Advancing Tumor Microenvironment Analysis: A Fluorescence Nanosystem for Caspase-1 Monitoring and Synergistic Therapy

The lack of precise, real-time analytical tools for monitoring tumor microenvironment changes during treatment hinders advancements in integrated diagnostic and therapeutic platforms. Traditional caspase-3 monitoring strategies are limited by their inability to address drug resistance and newly discovered apoptotic pathways, leading to reduced accuracy and practicality. To overcome these limitations, we developed a fluorescence-based “Trojan horse” nanosystem, PFpR@CM, featuring high-sensitivity Caspase-1 detection, tumor-targeted delivery, and photothermal therapy. Caspase-1 was selected as a biomarker due to its ability to provide accurate feedback on reactive oxygen species (ROS) generation.

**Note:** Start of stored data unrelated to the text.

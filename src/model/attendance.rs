use chrono::{DateTime, Utc};
use serde::{Deserialize, Serialize};
use utoipa::ToSchema;

/// Stored in `attendances.type` as 0 (check-in) or 1 (check-out).
#[derive(
    Debug, Copy, Clone, Eq, PartialEq, Serialize, Deserialize, ToSchema, strum::Display,
)]
#[serde(rename_all = "snake_case")]
#[strum(serialize_all = "snake_case")]
pub enum Direction {
    CheckIn,
    CheckOut,
}

impl Direction {
    pub fn code(self) -> i8 {
        match self {
            Direction::CheckIn => 0,
            Direction::CheckOut => 1,
        }
    }

    pub fn from_code(code: i64) -> Option<Self> {
        match code {
            0 => Some(Direction::CheckIn),
            1 => Some(Direction::CheckOut),
            _ => None,
        }
    }
}

#[derive(Debug, Clone, PartialEq, Eq, Serialize, ToSchema)]
#[schema(example = json!({
    "id": 42,
    "subject_id": "2201010001",
    "direction": "check_in",
    "occurred_at": "2026-10-19T01:05:00Z"
}))]
pub struct AttendanceEvent {
    pub id: u64,
    /// NIM of the student
    pub subject_id: String,
    pub direction: Direction,
    #[schema(value_type = String, format = DateTime)]
    pub occurred_at: DateTime<Utc>,
}

#[derive(Debug, Clone, PartialEq, Eq)]
pub struct NewAttendanceEvent {
    pub subject_id: String,
    pub direction: Direction,
    pub occurred_at: DateTime<Utc>,
}

impl NewAttendanceEvent {
    pub fn into_event(self, id: u64) -> AttendanceEvent {
        AttendanceEvent {
            id,
            subject_id: self.subject_id,
            direction: self.direction,
            occurred_at: self.occurred_at,
        }
    }
}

The system employs Fe-doped polydopamine nanoparticles and red fluorescent carbon quantum dots (RCQDs) as the analytical core, achieving a detection limit of 0.024 U/mL for Caspase-1 with a linear range of 0.05–1.0 U/mL. By integrating MG-63 cell membrane camouflage, PFpR@CM ensures tumor specificity and immune evasion, allowing precise in situ monitoring of ROS production during ferroptosis. Experimental results demonstrate that the system enables simultaneous real-time fluorescence tracking and localized therapeutic interventions, achieving over 80% tumor volume reduction in vivo with minimal systemic toxicity. This work establishes a novel analytical chemistry approach for multifunctional tumor monitoring and treatment, providing an innovative solution to challenges in precision oncology.